Sir Keir also promised not to award any new licences to oil and has firms in a bid to “ensure a phased and responsible transition in the North Sea”.

The manifesto also includes plans to set up a publicly owned energy company, Great British Energy, which Sir Keir recently confirmed won’t actually produce any energy.

Russell Borthwick, Chief Executive of Aberdeen & Grampian Chamber of Commerce, said Labour’s plans for the industry leave the country at the “mercy of global events”.

He welcomed Labour’s “ambitious” plans in offshore wind, carbon capture and hydrogen, but warned they’re overshadowed by a “double hammering of the North Sea”.

Mr Borthwick said: “Ending new licences alongside a beefed up windfall tax puts tens of thousands of jobs and the UK’s energy security in real peril. Something now agreed on not just by industry but also investors, academia and the Trade Unions.

“Time and time again we have explained to Labour that political rhetoric is making the North Sea an un-investable proposition for energy companies. These are the same energy companies who will drive our transition to net zero. And yet they remain deliberately obtuse, conflating global profits with activities in the UKCS.

“They absolutely must provide more clarity around investment allowances so businesses know where they stand. The Norwegian model so coveted by Labour has these in place as a vital part of the checks and balances. Unilaterally removing these here will be the straw that breaks the camel’s back.

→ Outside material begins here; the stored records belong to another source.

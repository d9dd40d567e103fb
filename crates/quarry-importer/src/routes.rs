//! HTTP surface of the importer.
//!
//! Upload agents PUT package files one by one; the arrival of the `.dsc`
//! descriptor completes the package and queues it for the worker pool:
//!
//! ```text
//! curl -X PUT --data-binary @i3-wm_4.7.2-1.debian.tar.xz \
//!     http://localhost:21010/import/i3-wm_4.7.2-1/i3-wm_4.7.2-1.debian.tar.xz
//! curl -X PUT --data-binary @i3-wm_4.7.2-1.dsc \
//!     http://localhost:21010/import/i3-wm_4.7.2-1/i3-wm_4.7.2-1.dsc
//! ```
//!
//! The rest of the surface is operator tooling: `POST /merge`,
//! `GET /listpkgs`, `POST /garbagecollect`.

use axum::extract::{Path, Query, Request, State};
use axum::http::StatusCode;
use axum::{Form, Json};
use axum::response::IntoResponse;
use futures::StreamExt;
use serde::{Deserialize, Serialize};
use tokio::io::AsyncWriteExt;

use crate::error::{ImporterError, Result};
use crate::importer::DESCRIPTOR_SUFFIX;
use crate::merge;
use crate::server::AppState;
use crate::store;

/// Reply to `GET /listpkgs`.
#[derive(Debug, Serialize)]
pub struct ListPackagesReply {
    /// Every package with a published shard.
    #[serde(rename = "Packages")]
    pub packages: Vec<String>,
}

/// Reply to `GET /health`.
#[derive(Debug, Serialize)]
pub struct HealthReply {
    /// Service status.
    pub status: String,
}

/// Parameters of `POST /garbagecollect`, accepted from the query string or
/// the form body.
#[derive(Debug, Default, Deserialize)]
pub(crate) struct GarbageCollectParams {
    package: Option<String>,
}

/// `PUT /import/<pkg>/<file>`: stream one uploaded file into staging.
pub(crate) async fn import_package(
    State(state): State<AppState>,
    Path((pkg, file)): Path<(String, String)>,
    request: Request,
) -> Result<impl IntoResponse> {
    match store_upload(&state, &pkg, &file, request).await {
        Ok(reply) => {
            crate::metrics::record_upload_success();
            Ok(reply)
        }
        Err(e) => {
            crate::metrics::record_upload_failure();
            Err(e)
        }
    }
}

async fn store_upload(
    state: &AppState,
    pkg: &str,
    file: &str,
    request: Request,
) -> Result<String> {
    validate_segment(pkg)?;
    validate_segment(file)?;

    let package_staging = state.importer.staging_path().join(pkg);
    tokio::fs::create_dir_all(&package_staging)
        .await
        .map_err(|e| {
            ImporterError::storage_io(format!("creating {}", package_staging.display()), &e)
        })?;

    let destination = package_staging.join(file);
    let mut output = tokio::fs::File::create(&destination).await.map_err(|e| {
        ImporterError::storage_io(format!("creating {}", destination.display()), &e)
    })?;

    let mut written: u64 = 0;
    let mut body = request.into_body().into_data_stream();
    while let Some(chunk) = body.next().await {
        let chunk = chunk.map_err(|e| ImporterError::storage(format!("reading upload: {e}")))?;
        output.write_all(&chunk).await.map_err(|e| {
            ImporterError::storage_io(format!("writing {}", destination.display()), &e)
        })?;
        written += chunk.len() as u64;
    }
    output.flush().await.map_err(|e| {
        ImporterError::storage_io(format!("writing {}", destination.display()), &e)
    })?;

    tracing::info!(pkg, file, bytes = written, "stored upload");

    if file.ends_with(DESCRIPTOR_SUFFIX) {
        state.importer.enqueue(format!("{pkg}/{file}"));
    }

    Ok(format!(
        "thank you for sending file {file} for package {pkg}!\n"
    ))
}

/// A path segment an uploader may pick. Anything that could walk out of
/// the staging directory is refused.
fn validate_segment(segment: &str) -> Result<()> {
    if segment.is_empty()
        || segment == "."
        || segment == ".."
        || segment.contains('/')
        || segment.contains('\\')
        || segment.contains('\0')
    {
        return Err(ImporterError::invalid_request(format!(
            "invalid path segment {segment:?}"
        )));
    }
    Ok(())
}

/// `POST /merge`: start a merge, or report one is already running.
pub(crate) async fn start_merge(State(state): State<AppState>) -> Result<&'static str> {
    merge::try_start_merge(&state.importer)?;
    Ok("Merge started.")
}

/// `GET /listpkgs`: every package with a published shard.
pub(crate) async fn list_packages(
    State(state): State<AppState>,
) -> Result<Json<ListPackagesReply>> {
    let packages = store::package_names(state.importer.store())?;
    Ok(Json(ListPackagesReply { packages }))
}

/// `POST /garbagecollect`: remove one package's tree and shard.
pub(crate) async fn garbage_collect(
    State(state): State<AppState>,
    Query(query): Query<GarbageCollectParams>,
    form: Option<Form<GarbageCollectParams>>,
) -> Result<StatusCode> {
    let pkg = query
        .package
        .or_else(|| form.and_then(|Form(params)| params.package))
        .filter(|pkg| !pkg.is_empty())
        .ok_or(ImporterError::MissingParameter { name: "package" })?;

    let store_root = state.importer.store().to_path_buf();
    tokio::task::spawn_blocking(move || store::remove_package(&store_root, &pkg))
        .await
        .map_err(|e| ImporterError::storage(format!("garbage collect task failed: {e}")))??;

    crate::metrics::record_garbage_collect_success();
    Ok(StatusCode::OK)
}

/// `GET /health`: shallow liveness check.
pub(crate) async fn health() -> Json<HealthReply> {
    Json(HealthReply {
        status: "ok".to_string(),
    })
}

#[cfg(test)]
mod tests {
    use super::*;
    use anyhow::{Context, Result};
    use std::fs;
    use std::sync::Arc;

    use axum::body::Body;
    use axum::http::{Request as HttpRequest, StatusCode, header};
    use tower::ServiceExt;

    use quarry_core::{LogFormat, SystemRunner};
    use quarry_index::TrigramEngine;

    use crate::backend::IndexBackend;
    use crate::config::Config;
    use crate::importer::Importer;
    use crate::server::create_router;

    struct NoBackend;

    #[async_trait::async_trait]
    impl IndexBackend for NoBackend {
        async fn replace_index(&self, _replacement: &str) -> crate::error::Result<()> {
            panic!("no test reaches the backend");
        }
    }

    fn test_importer(store: &std::path::Path) -> Arc<Importer> {
        let config = Config {
            listen_address: "127.0.0.1:0".parse().expect("addr"),
            unpacked_path: store.to_path_buf(),
            index_backend_url: "http://localhost:0".to_string(),
            tls_cert_path: None,
            tls_key_path: None,
            debug_skip: false,
            max_file_size: crate::config::DEFAULT_MAX_FILE_SIZE,
            workers: 1,
            log_format: LogFormat::Pretty,
        };
        Arc::new(
            Importer::new(
                config,
                Arc::new(TrigramEngine),
                Arc::new(SystemRunner),
                Arc::new(NoBackend),
            )
            .expect("build importer"),
        )
    }

    async fn body_string(response: axum::response::Response) -> Result<String> {
        let bytes = axum::body::to_bytes(response.into_body(), 1024 * 1024)
            .await
            .context("read body")?;
        Ok(String::from_utf8(bytes.to_vec())?)
    }

    #[tokio::test]
    async fn import_stores_the_file_and_acks() -> Result<()> {
        let store = tempfile::tempdir()?;
        let importer = test_importer(store.path());
        let router = create_router(Arc::clone(&importer));

        let response = router
            .oneshot(
                HttpRequest::builder()
                    .method("PUT")
                    .uri("/import/hello_2.12-1/hello_2.12.orig.tar.gz")
                    .body(Body::from("archive bytes"))?,
            )
            .await?;
        assert_eq!(response.status(), StatusCode::OK);
        let body = body_string(response).await?;
        assert!(body.contains("hello_2.12.orig.tar.gz"));

        let staged = importer
            .staging_path()
            .join("hello_2.12-1/hello_2.12.orig.tar.gz");
        assert_eq!(fs::read(staged)?, b"archive bytes");
        Ok(())
    }

    #[tokio::test]
    async fn descriptors_are_enqueued_for_the_worker_pool() -> Result<()> {
        let store = tempfile::tempdir()?;
        let importer = test_importer(store.path());
        let mut queue = importer.take_queue_receiver().expect("queue available");
        let router = create_router(Arc::clone(&importer));

        let response = router
            .clone()
            .oneshot(
                HttpRequest::builder()
                    .method("PUT")
                    .uri("/import/hello_2.12-1/hello_2.12-1.dsc")
                    .body(Body::from("Format: 3.0\n"))?,
            )
            .await?;
        assert_eq!(response.status(), StatusCode::OK);
        assert_eq!(queue.try_recv()?, "hello_2.12-1/hello_2.12-1.dsc");

        // Non-descriptor uploads do not queue anything.
        let response = router
            .oneshot(
                HttpRequest::builder()
                    .method("PUT")
                    .uri("/import/hello_2.12-1/README")
                    .body(Body::from("docs"))?,
            )
            .await?;
        assert_eq!(response.status(), StatusCode::OK);
        assert!(queue.try_recv().is_err());
        Ok(())
    }

    #[tokio::test]
    async fn traversal_attempts_fail_the_upload() -> Result<()> {
        let store = tempfile::tempdir()?;
        let importer = test_importer(store.path());
        let router = create_router(Arc::clone(&importer));

        let response = router
            .oneshot(
                HttpRequest::builder()
                    .method("PUT")
                    .uri("/import/%2E%2E/escape.dsc")
                    .body(Body::from("nope"))?,
            )
            .await?;
        assert_eq!(response.status(), StatusCode::INTERNAL_SERVER_ERROR);
        // Nothing escaped the staging area.
        assert!(!importer.staging_path().join("../escape.dsc").exists());
        Ok(())
    }

    #[tokio::test]
    async fn listpkgs_reports_published_shards_only() -> Result<()> {
        let store = tempfile::tempdir()?;
        let router = create_router(test_importer(store.path()));

        let response = router
            .clone()
            .oneshot(HttpRequest::builder().uri("/listpkgs").body(Body::empty())?)
            .await?;
        assert_eq!(response.status(), StatusCode::OK);
        assert_eq!(body_string(response).await?, r#"{"Packages":[]}"#);

        fs::write(store.path().join("hello_2.12-1.idx"), b"shard")?;
        fs::write(store.path().join("partial_1.0-1.tmp"), b"in flight")?;
        fs::write(store.path().join("full.idx"), b"merged")?;

        let response = router
            .oneshot(HttpRequest::builder().uri("/listpkgs").body(Body::empty())?)
            .await?;
        assert_eq!(
            body_string(response).await?,
            r#"{"Packages":["hello_2.12-1"]}"#
        );
        Ok(())
    }

    #[tokio::test]
    async fn garbage_collect_requires_a_package_parameter() -> Result<()> {
        let store = tempfile::tempdir()?;
        let router = create_router(test_importer(store.path()));

        let response = router
            .oneshot(
                HttpRequest::builder()
                    .method("POST")
                    .uri("/garbagecollect")
                    .body(Body::empty())?,
            )
            .await?;
        assert_eq!(response.status(), StatusCode::INTERNAL_SERVER_ERROR);
        assert!(body_string(response).await?.contains("no ?package="));
        Ok(())
    }

    #[tokio::test]
    async fn garbage_collect_rejects_unknown_packages() -> Result<()> {
        let store = tempfile::tempdir()?;
        let router = create_router(test_importer(store.path()));

        let response = router
            .oneshot(
                HttpRequest::builder()
                    .method("POST")
                    .uri("/garbagecollect?package=ghost_1.0-1")
                    .body(Body::empty())?,
            )
            .await?;
        assert_eq!(response.status(), StatusCode::INTERNAL_SERVER_ERROR);
        Ok(())
    }

    #[tokio::test]
    async fn garbage_collect_removes_tree_and_shard() -> Result<()> {
        let store = tempfile::tempdir()?;
        fs::create_dir(store.path().join("hello_2.12-1"))?;
        fs::write(store.path().join("hello_2.12-1/main.c"), b"int main;\n")?;
        fs::write(store.path().join("hello_2.12-1.idx"), b"shard")?;
        let router = create_router(test_importer(store.path()));

        let response = router
            .oneshot(
                HttpRequest::builder()
                    .method("POST")
                    .uri("/garbagecollect")
                    .header(
                        header::CONTENT_TYPE,
                        "application/x-www-form-urlencoded",
                    )
                    .body(Body::from("package=hello_2.12-1"))?,
            )
            .await?;
        assert_eq!(response.status(), StatusCode::OK);
        assert!(!store.path().join("hello_2.12-1").exists());
        assert!(!store.path().join("hello_2.12-1.idx").exists());
        Ok(())
    }

    #[tokio::test]
    async fn merge_reports_contention_on_the_gate() -> Result<()> {
        let store = tempfile::tempdir()?;
        let importer = test_importer(store.path());
        let router = create_router(Arc::clone(&importer));

        let held = Arc::clone(importer.merge_gate())
            .try_acquire_owned()
            .expect("gate starts free");

        let response = router
            .clone()
            .oneshot(
                HttpRequest::builder()
                    .method("POST")
                    .uri("/merge")
                    .body(Body::empty())?,
            )
            .await?;
        assert_eq!(response.status(), StatusCode::INTERNAL_SERVER_ERROR);
        assert!(body_string(response).await?.contains("Merge already in progress"));

        drop(held);
        let response = router
            .oneshot(
                HttpRequest::builder()
                    .method("POST")
                    .uri("/merge")
                    .body(Body::empty())?,
            )
            .await?;
        assert_eq!(response.status(), StatusCode::OK);
        assert_eq!(body_string(response).await?, "Merge started.");
        Ok(())
    }

    #[tokio::test]
    async fn health_answers() -> Result<()> {
        let store = tempfile::tempdir()?;
        let router = create_router(test_importer(store.path()));

        let response = router
            .oneshot(HttpRequest::builder().uri("/health").body(Body::empty())?)
            .await?;
        assert_eq!(response.status(), StatusCode::OK);
        assert!(body_string(response).await?.contains("ok"));
        Ok(())
    }
}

“There will be no North Sea cash cow to milk if it’s dispatched to the knacker’s yard. There will be no way to deliver the energy transition if our world class supply chain and the brilliant people working in it up sticks and leaves the UK for good.

“And finally, Labour fatally misunderstands the economics of the North Sea by claiming that issuing new licences will not cut fuel bills. By relying more on imported energy, which will be the consequence of their policy, costs will almost certainly increase and we put ourselves at the mercy of global events, as has been evidenced by recent events in New Zealand.”

Ahead of the manifesto release, the UK’s largest trade union, Unite, remained unimpressed by Labour’s “insistence” on banning new licences “without first having a concrete plan for jobs”.

“Workers faced with plans to cut fossil fuels need new jobs to stop their livelihoods being lost,” said Unite General Secretary, Sharon Graham.

She added: “And we have an investment gap compared to our competitors that will require billions more to fill.

“With rising geopolitical tensions, a cost of living crisis and rampant inequality, now is not the time to be timid.”

The GMB union passed a motion earlier in the week which called the party’s net zero plans “unviable”.

Mr Borthwick added that some ” eye-catching” pledges in Labour’s manifesto will be welcomed.

He said: “There is also plenty of ambition to welcome on offshore wind, carbon capture and hydrogen.” Labour is demonstrating significant ambition in their plans for a mission-led industrial strategy and investment in port infrastructure, vital if we are to get the transition right.

“Away from energy policy, leaving the door open to future corporation tax cuts will catch the eye of many businesses and their plans to replace business rates in England with a fairer system that takes into account online sales is something we will be watching closely in Scotland with a view to much needed changes being made to the archaic system here.